[Transposition of the composite synthetic transposon TnV (Tn5-Rep(pSC101)) is accompanied by the formation of the mini-plasmid pTnV, containing defective Is50-elements].

Using thermoelimination (at 42 degrees C) of the thermoinducible coliphage P1tsCmr omega::TnV (TnV is a Tn5 derivative which contains the replication origin (Rep) of plasmid pSC101), more than 110 KmrCms Escherichia coli K12 clones were selected. It was supposed that the KmrCms phenotype could result only from insertion of TnV (Kmr) into E. coli chromosome and the loss of phage (Cms). It was found that the majority of KmrCms clones (35-90%) contained miniplasmids.
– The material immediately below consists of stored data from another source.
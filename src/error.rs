//! Rich diagnostic error types for the ontomatch engine.
//!
//! Each subsystem defines its own error type with miette `#[diagnostic]` derives,
//! providing error codes, help text, and source chains so callers know exactly
//! what went wrong and how to fix it.
//!
//! Two failure classes are deliberately *not* errors: a scoring task that panics
//! inside the parallel engine (the pair is dropped and logged), and an
//! [`Alignment::add`](crate::alignment::Alignment::add) that violates the
//! knowledge-base partition (it returns `false`).

use miette::Diagnostic;
use thiserror::Error;

use crate::entity::EntityType;

/// Top-level error type for the ontomatch engine.
///
/// Each variant wraps a subsystem-specific error, preserving the full diagnostic
/// chain (error codes, help text, sources) through to the user.
#[derive(Debug, Error, Diagnostic)]
pub enum OntoMatchError {
    #[error(transparent)]
    #[diagnostic(transparent)]
    Match(#[from] MatchError),

    #[error(transparent)]
    #[diagnostic(transparent)]
    Format(#[from] FormatError),

    #[error(transparent)]
    #[diagnostic(transparent)]
    Config(#[from] ConfigError),

    #[error(transparent)]
    #[diagnostic(transparent)]
    Ontology(#[from] OntologyError),
}

// ---------------------------------------------------------------------------
// Matching errors
// ---------------------------------------------------------------------------

#[derive(Debug, Error, Diagnostic)]
pub enum MatchError {
    #[error("matcher {matcher} does not support entity type {kind}")]
    #[diagnostic(
        code(ontomatch::matcher::unsupported_type),
        help(
            "Each matcher declares the entity types it can score. \
             Check the pipeline configuration or pick a matcher that \
             handles this entity type."
        )
    )]
    UnsupportedEntityType { matcher: String, kind: EntityType },

    #[error("combination weight {weight} is outside [0, 1]")]
    #[diagnostic(
        code(ontomatch::matcher::invalid_weight),
        help("Linear weighted combination needs a weight between 0.0 and 1.0 inclusive.")
    )]
    InvalidWeight { weight: f64 },

    #[error("threshold {threshold} is outside [0, 1]")]
    #[diagnostic(
        code(ontomatch::matcher::invalid_threshold),
        help("Similarity thresholds are compared against scores in [0, 1].")
    )]
    InvalidThreshold { threshold: f64 },

    #[error("failed to build the scoring thread pool: {message}")]
    #[diagnostic(
        code(ontomatch::matcher::thread_pool),
        help(
            "The worker pool could not be started. Lower `threads` in the \
             configuration or leave it unset to use the available parallelism."
        )
    )]
    ThreadPool { message: String },
}

// ---------------------------------------------------------------------------
// Alignment file format errors
// ---------------------------------------------------------------------------

#[derive(Debug, Error, Diagnostic)]
pub enum FormatError {
    #[error("I/O error on {path}")]
    #[diagnostic(
        code(ontomatch::format::io),
        help("Check that the file exists and that you have the right permissions.")
    )]
    Io {
        path: String,
        #[source]
        source: std::io::Error,
    },

    #[error("unrecognized alignment file extension: {path}")]
    #[diagnostic(
        code(ontomatch::format::extension),
        help("Alignment files must end in `.tsv`, `.rdf` or `.xml`.")
    )]
    UnrecognizedExtension { path: String },

    #[error("unrecognized alignment file header: {detail}")]
    #[diagnostic(
        code(ontomatch::format::header),
        help(
            "TSV alignments start with `#ontomatch alignment` followed by the \
             source and target ontology lines. RDF alignments need an \
             `<Alignment>` element."
        )
    )]
    UnrecognizedFormat { detail: String },

    #[error("malformed row at line {line}: expected 6 or 7 columns, found {columns}")]
    #[diagnostic(
        code(ontomatch::format::malformed_row),
        help(
            "Every mapping row needs source URI, source label, target URI, \
             target label, similarity, relation and an optional status, \
             separated by tabs."
        )
    )]
    MalformedRow { line: u64, columns: usize },

    #[error("XML error: {message}")]
    #[diagnostic(
        code(ontomatch::format::xml),
        help("The RDF alignment document is not well-formed XML.")
    )]
    Xml { message: String },

    #[error("TSV error: {message}")]
    #[diagnostic(
        code(ontomatch::format::tsv),
        help("The TSV alignment could not be read or written.")
    )]
    Csv { message: String },
}

// ---------------------------------------------------------------------------
// Configuration errors
// ---------------------------------------------------------------------------

#[derive(Debug, Error, Diagnostic)]
pub enum ConfigError {
    #[error("failed to read match config: {path}")]
    #[diagnostic(
        code(ontomatch::config::read),
        help("Ensure the config file exists and is valid TOML.")
    )]
    Read {
        path: String,
        #[source]
        source: std::io::Error,
    },

    #[error("failed to parse match config: {path}: {message}")]
    #[diagnostic(
        code(ontomatch::config::parse),
        help("Check the TOML syntax and the field names in the config file.")
    )]
    Parse { path: String, message: String },

    #[error("failed to write match config: {path}")]
    #[diagnostic(
        code(ontomatch::config::write),
        help("Ensure you have write permissions to the target directory.")
    )]
    Write {
        path: String,
        #[source]
        source: std::io::Error,
    },

    #[error("invalid value for `{field}`: {message}")]
    #[diagnostic(
        code(ontomatch::config::invalid),
        help("Thresholds and weights must lie in [0, 1]; batch_size must be positive.")
    )]
    Invalid { field: String, message: String },
}

// ---------------------------------------------------------------------------
// Ontology snapshot errors
// ---------------------------------------------------------------------------

#[derive(Debug, Error, Diagnostic)]
pub enum OntologyError {
    #[error("failed to read ontology snapshot: {path}")]
    #[diagnostic(
        code(ontomatch::ontology::io),
        help("Check that the snapshot file exists and is readable.")
    )]
    Io {
        path: String,
        #[source]
        source: std::io::Error,
    },

    #[error("failed to parse ontology snapshot: {path}: {message}")]
    #[diagnostic(
        code(ontomatch::ontology::parse),
        help("Snapshots are JSON documents with `uri` and an `entities` array.")
    )]
    Parse { path: String, message: String },

    #[error("entity {id} is declared twice in {ontology}")]
    #[diagnostic(
        code(ontomatch::ontology::duplicate),
        help("Entity ids must be unique within a knowledge base.")
    )]
    DuplicateEntity { id: u32, ontology: String },

    #[error("entity {id} is referenced but never declared")]
    #[diagnostic(
        code(ontomatch::ontology::unknown_entity),
        help("Declare the entity before using it as a parent, domain or range.")
    )]
    UnknownEntity { id: u32 },
}

/// Result type for matcher and engine operations.
pub type MatchResult<T> = std::result::Result<T, MatchError>;

/// Result type for alignment file operations.
pub type FormatResult<T> = std::result::Result<T, FormatError>;

/// Result type for configuration operations.
pub type ConfigResult<T> = std::result::Result<T, ConfigError>;

/// Result type for ontology snapshot operations.
pub type OntologyResult<T> = std::result::Result<T, OntologyError>;

/// Convenience alias for functions returning ontomatch results.
pub type OntoResult<T> = std::result::Result<T, OntoMatchError>;

#[cfg(test)]
mod tests {
    use super::*;

    #[test]
    fn match_error_converts_to_top_level() {
        let err: OntoMatchError = MatchError::InvalidWeight { weight: 1.5 }.into();
        assert!(matches!(err, OntoMatchError::Match(_)));
        assert!(err.to_string().contains("1.5"));
    }

    #[test]
    fn unsupported_type_names_matcher_and_kind() {
        let err = MatchError::UnsupportedEntityType {
            matcher: "value".into(),
            kind: EntityType::Class,
        };
        let msg = err.to_string();
        assert!(msg.contains("value"));
        assert!(msg.contains("class"));
    }

    #[test]
    fn diagnostic_codes_are_namespaced() {
        let err = FormatError::MalformedRow { line: 7, columns: 3 };
        let code = err.code().map(|c| c.to_string()).unwrap_or_default();
        assert_eq!(code, "ontomatch::format::malformed_row");
    }
}
//! Alignment file round trips through the filesystem.

use ontomatch::alignment::io::{load, save};
use ontomatch::alignment::{Alignment, MappingStatus, RelationKind};
use ontomatch::config::MatchConfig;
use ontomatch::context::MatchContext;
use ontomatch::entity::{EntityId, EntityType};
use ontomatch::error::FormatError;
use ontomatch::ontology::{EntitySnapshot, OntologySnapshot};

fn id(raw: u32) -> EntityId {
    EntityId::new(raw)
}

fn ctx() -> MatchContext {
    let mut source = OntologySnapshot::new("http://example.org/mouse");
    let mut target = OntologySnapshot::new("http://example.org/human");
    for (n, name) in [(1, "Heart"), (2, "Lung"), (3, "Femur"), (4, "hasPart")] {
        let kind = if n == 4 { EntityType::ObjectProperty } else { EntityType::Class };
        source.entities.push(
            EntitySnapshot::new(n, format!("http://example.org/mouse#{name}"), kind).named(name),
        );
        target.entities.push(
            EntitySnapshot::new(n + 10, format!("http://example.org/human#{name}"), kind)
                .named(name),
        );
    }
    MatchContext::from_snapshots(source, target, MatchConfig::default()).unwrap()
}

fn sample(ctx: &MatchContext) -> Alignment {
    let mut a = ctx.new_alignment();
    a.add(id(1), id(11), 0.98765);
    a.add_full(id(2), id(12), 0.5, RelationKind::TargetSubsumesSource, MappingStatus::Correct);
    a.add_full(id(3), id(13), 0.25, RelationKind::Incompatible, MappingStatus::Incorrect);
    a.add_full(id(4), id(14), 1.0, RelationKind::Overlap, MappingStatus::Unknown);
    a
}

fn triples(a: &Alignment) -> Vec<(EntityId, EntityId, RelationKind, MappingStatus, f64)> {
    let mut out: Vec<_> = a
        .iter()
        .map(|m| (m.source, m.target, m.relation, m.status, m.similarity()))
        .collect();
    out.sort_by_key(|t| (t.0, t.1));
    out
}

fn assert_same(a: &Alignment, b: &Alignment) {
    let (ta, tb) = (triples(a), triples(b));
    assert_eq!(ta.len(), tb.len());
    for (x, y) in ta.iter().zip(&tb) {
        assert_eq!((x.0, x.1, x.2, x.3), (y.0, y.1, y.2, y.3));
        assert!((x.4 - y.4).abs() < 1e-4);
    }
}

#[test]
fn tsv_round_trip() {
    let ctx = ctx();
    let dir = tempfile::TempDir::new().unwrap();
    let path = dir.path().join("out.tsv");
    let a = sample(&ctx);
    save(&a, &ctx, &path).unwrap();
    let b = load(&ctx, &path).unwrap();
    assert_same(&a, &b);
    assert_eq!(b.similarity(id(1), id(11)), 0.9877);
}

#[test]
fn rdf_round_trip() {
    let ctx = ctx();
    let dir = tempfile::TempDir::new().unwrap();
    let path = dir.path().join("out.rdf");
    let a = sample(&ctx);
    save(&a, &ctx, &path).unwrap();
    let text = std::fs::read_to_string(&path).unwrap();
    assert!(text.contains("<Alignment>"));
    assert!(text.contains("http://example.org/human#Heart"));
    let b = load(&ctx, &path).unwrap();
    assert_same(&a, &b);
}

#[test]
fn convert_between_formats() {
    let ctx = ctx();
    let dir = tempfile::TempDir::new().unwrap();
    let tsv = dir.path().join("a.tsv");
    let xml = dir.path().join("a.xml");
    let back = dir.path().join("b.tsv");

    let a = sample(&ctx);
    save(&a, &ctx, &tsv).unwrap();
    save(&load(&ctx, &tsv).unwrap(), &ctx, &xml).unwrap();
    save(&load(&ctx, &xml).unwrap(), &ctx, &back).unwrap();
    assert_same(&a, &load(&ctx, &back).unwrap());
}

#[test]
fn unknown_extension_and_missing_file() {
    let ctx = ctx();
    let dir = tempfile::TempDir::new().unwrap();
    let err = save(&sample(&ctx), &ctx, &dir.path().join("out.csv")).unwrap_err();
    assert!(matches!(err, FormatError::UnrecognizedExtension { .. }));

    let err = load(&ctx, &dir.path().join("missing.tsv")).unwrap_err();
    assert!(matches!(err, FormatError::Io { .. }));
}

#[test]
fn foreign_tsv_is_rejected() {
    let ctx = ctx();
    let dir = tempfile::TempDir::new().unwrap();
    let path = dir.path().join("foreign.tsv");
    std::fs::write(&path, "a\tb\tc\n").unwrap();
    assert!(matches!(
        load(&ctx, &path).unwrap_err(),
        FormatError::UnrecognizedFormat { .. }
    ));
}
//! Lexicon: weighted names and synonyms per entity.
//!
//! Every name is stored in normalized form (see [`normalize_name`]) together
//! with its provenance ([`LexicalType`]), a language tag and a base weight.
//! A reverse index from normalized name to entities supports the hash-join
//! candidate generation used by the lexical matchers.

use std::collections::{BTreeSet, HashMap};
use std::sync::LazyLock;

use regex::Regex;
use serde::{Deserialize, Serialize};
use unicode_normalization::UnicodeNormalization;

use crate::entity::EntityId;

static RE_CAMEL: LazyLock<Regex> =
    LazyLock::new(|| Regex::new(r"(\p{Ll}|\p{Nd})(\p{Lu})").unwrap());
static RE_SEPARATORS: LazyLock<Regex> =
    LazyLock::new(|| Regex::new(r"[^\p{L}\p{N}]+").unwrap());

/// Provenance of a name in the lexicon.
#[derive(Debug, Clone, Copy, PartialEq, Eq, Hash, Serialize, Deserialize, Default)]
#[serde(rename_all = "snake_case")]
pub enum LexicalType {
    /// Fragment of the entity URI.
    LocalName,
    /// `rdfs:label`, `skos:prefLabel` and similar.
    #[default]
    Label,
    /// Synonym declared as exact.
    ExactSynonym,
    /// Related, broad or narrow synonym.
    OtherSynonym,
    /// Chemical or mathematical formula.
    Formula,
    /// Name contributed by a background-knowledge source.
    External,
}

impl LexicalType {
    /// Base weight for names of this provenance.
    pub fn default_weight(self) -> f64 {
        match self {
            LexicalType::LocalName => 1.0,
            LexicalType::Label => 1.0,
            LexicalType::ExactSynonym => 0.95,
            LexicalType::OtherSynonym => 0.9,
            LexicalType::Formula => 0.85,
            LexicalType::External => 0.8,
        }
    }
}

impl std::fmt::Display for LexicalType {
    fn fmt(&self, f: &mut std::fmt::Formatter<'_>) -> std::fmt::Result {
        match self {
            LexicalType::LocalName => write!(f, "local-name"),
            LexicalType::Label => write!(f, "label"),
            LexicalType::ExactSynonym => write!(f, "exact-synonym"),
            LexicalType::OtherSynonym => write!(f, "other-synonym"),
            LexicalType::Formula => write!(f, "formula"),
            LexicalType::External => write!(f, "external"),
        }
    }
}

/// A single name of an entity.
#[derive(Debug, Clone, PartialEq, Serialize, Deserialize)]
pub struct LexicalEntry {
    /// Normalized name.
    pub name: String,
    /// Where the name came from.
    pub kind: LexicalType,
    /// BCP 47 language tag, empty when unknown.
    pub language: String,
    /// Base weight in [0, 1].
    pub weight: f64,
}

/// Normalize a raw name for comparison.
///
/// Applies NFKC, splits camel case, turns every run of non-alphanumeric
/// characters into a single space and lower-cases the result.
pub fn normalize_name(raw: &str) -> String {
    let composed: String = raw.nfkc().collect();
    let split = RE_CAMEL.replace_all(&composed, "$1 $2");
    let spaced = RE_SEPARATORS.replace_all(&split, " ");
    spaced.trim().to_lowercase()
}

/// Per-entity weighted names with a reverse name index.
#[derive(Debug, Clone, Default)]
pub struct Lexicon {
    entries: HashMap<EntityId, Vec<LexicalEntry>>,
    by_name: HashMap<String, BTreeSet<EntityId>>,
}

impl Lexicon {
    /// Create an empty lexicon.
    pub fn new() -> Self {
        Self::default()
    }

    /// Add a name with the default weight for its provenance.
    ///
    /// Returns `false` when the name normalizes to nothing or the entity
    /// already carries it with an equal or higher weight.
    pub fn add(&mut self, id: EntityId, name: &str, kind: LexicalType, language: &str) -> bool {
        self.add_weighted(id, name, kind, language, kind.default_weight())
    }

    /// Add a name with an explicit weight.
    pub fn add_weighted(
        &mut self,
        id: EntityId,
        name: &str,
        kind: LexicalType,
        language: &str,
        weight: f64,
    ) -> bool {
        let normalized = normalize_name(name);
        if normalized.is_empty() {
            return false;
        }
        let weight = weight.clamp(0.0, 1.0);
        let names = self.entries.entry(id).or_default();
        if let Some(existing) = names.iter_mut().find(|e| e.name == normalized) {
            if existing.weight >= weight {
                return false;
            }
            existing.weight = weight;
            existing.kind = kind;
            existing.language = language.to_string();
            return true;
        }
        names.push(LexicalEntry {
            name: normalized.clone(),
            kind,
            language: language.to_string(),
            weight,
        });
        self.by_name.entry(normalized).or_default().insert(id);
        true
    }

    /// All names of an entity, in insertion order.
    pub fn entries(&self, id: EntityId) -> &[LexicalEntry] {
        self.entries.get(&id).map(|v| v.as_slice()).unwrap_or(&[])
    }

    /// Names of an entity usable under a language setting.
    ///
    /// With `Some(lang)`, only names tagged `lang` or carrying no tag are
    /// returned.
    pub fn entries_in<'a>(
        &'a self,
        id: EntityId,
        language: Option<&'a str>,
    ) -> impl Iterator<Item = &'a LexicalEntry> + 'a {
        self.entries(id).iter().filter(move |e| match language {
            Some(lang) => e.language.is_empty() || e.language == lang,
            None => true,
        })
    }

    /// Normalized names of an entity.
    pub fn names(&self, id: EntityId) -> impl Iterator<Item = &str> {
        self.entries(id).iter().map(|e| e.name.as_str())
    }

    /// Entities carrying an already-normalized name, in ascending id order.
    pub fn entities_named(&self, name: &str) -> impl Iterator<Item = EntityId> + '_ {
        self.by_name.get(name).into_iter().flatten().copied()
    }

    /// Whether the entity carries the normalized name.
    pub fn contains_name(&self, id: EntityId, name: &str) -> bool {
        self.entries(id).iter().any(|e| e.name == name)
    }

    /// Base weight of a name on an entity.
    pub fn weight(&self, id: EntityId, name: &str) -> Option<f64> {
        self.entries(id)
            .iter()
            .find(|e| e.name == name)
            .map(|e| e.weight)
    }

    /// Weight corrected for provenance crowding.
    ///
    /// Every other name of the same provenance on the entity costs 0.01, so
    /// that entities with long synonym lists do not dominate exact matches.
    /// Returns 0.0 for names the entity does not carry.
    pub fn corrected_weight(&self, id: EntityId, name: &str) -> f64 {
        let entries = self.entries(id);
        let Some(entry) = entries.iter().find(|e| e.name == name) else {
            return 0.0;
        };
        let crowding = entries.iter().filter(|e| e.kind == entry.kind).count() - 1;
        (entry.weight - 0.01 * crowding as f64).max(0.0)
    }

    /// Highest-weight name of an entity (first one on ties).
    pub fn best_name(&self, id: EntityId) -> Option<&str> {
        let mut best: Option<&LexicalEntry> = None;
        for entry in self.entries(id) {
            if best.is_none_or(|b| entry.weight > b.weight) {
                best = Some(entry);
            }
        }
        best.map(|e| e.name.as_str())
    }

    /// Whether the entity has at least one name usable under `language`.
    pub fn has_language(&self, id: EntityId, language: &str) -> bool {
        self.entries_in(id, Some(language)).next().is_some()
    }

    /// Distinct non-empty language tags in the lexicon.
    pub fn languages(&self) -> BTreeSet<&str> {
        self.entries
            .values()
            .flatten()
            .filter(|e| !e.language.is_empty())
            .map(|e| e.language.as_str())
            .collect()
    }

    /// Number of entities with at least one name.
    pub fn entity_count(&self) -> usize {
        self.entries.len()
    }

    /// Number of (entity, name) entries.
    pub fn name_count(&self) -> usize {
        self.entries.values().map(Vec::len).sum()
    }

    /// Whether the lexicon holds no names.
    pub fn is_empty(&self) -> bool {
        self.entries.is_empty()
    }
}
Their molecular sizes did not exceed the TnV size (6.1 kb). The formation of miniplasmids called pTnV was observed both in RecA+ cells (C600) and in RecA- (HB101), more often in the latters. Interestingly, that miniplasmids of only several molecular sizes were detected: from 6.1 kb (pTnV60) to 4.35 kb (pTnV43). A restriction analysis showed that DNA of the majority of pTnV plasmids had varying deletions (0.3-1.3 kb) of mainly IS50L element which together with IS50R flank TnV. Very low transposition frequencies (approx. 10(-8) Kmr transconjugants per transferred R388) of all pTnV types (including pTnV60 plasmids containing probably microdeletions of the joining "outside" IS50's ends) suggest that pTnV plasmids are not intermediates in TnV transposition. Possibly the circularized TnV derivatives (pTnV's) are side products of the transposition resulting from the abortive attempts of an excised and autonomous transposon molecule to insert into itself. In the present paper the possible mechanisms of the origin of limited pTnV type numbers are also discussed.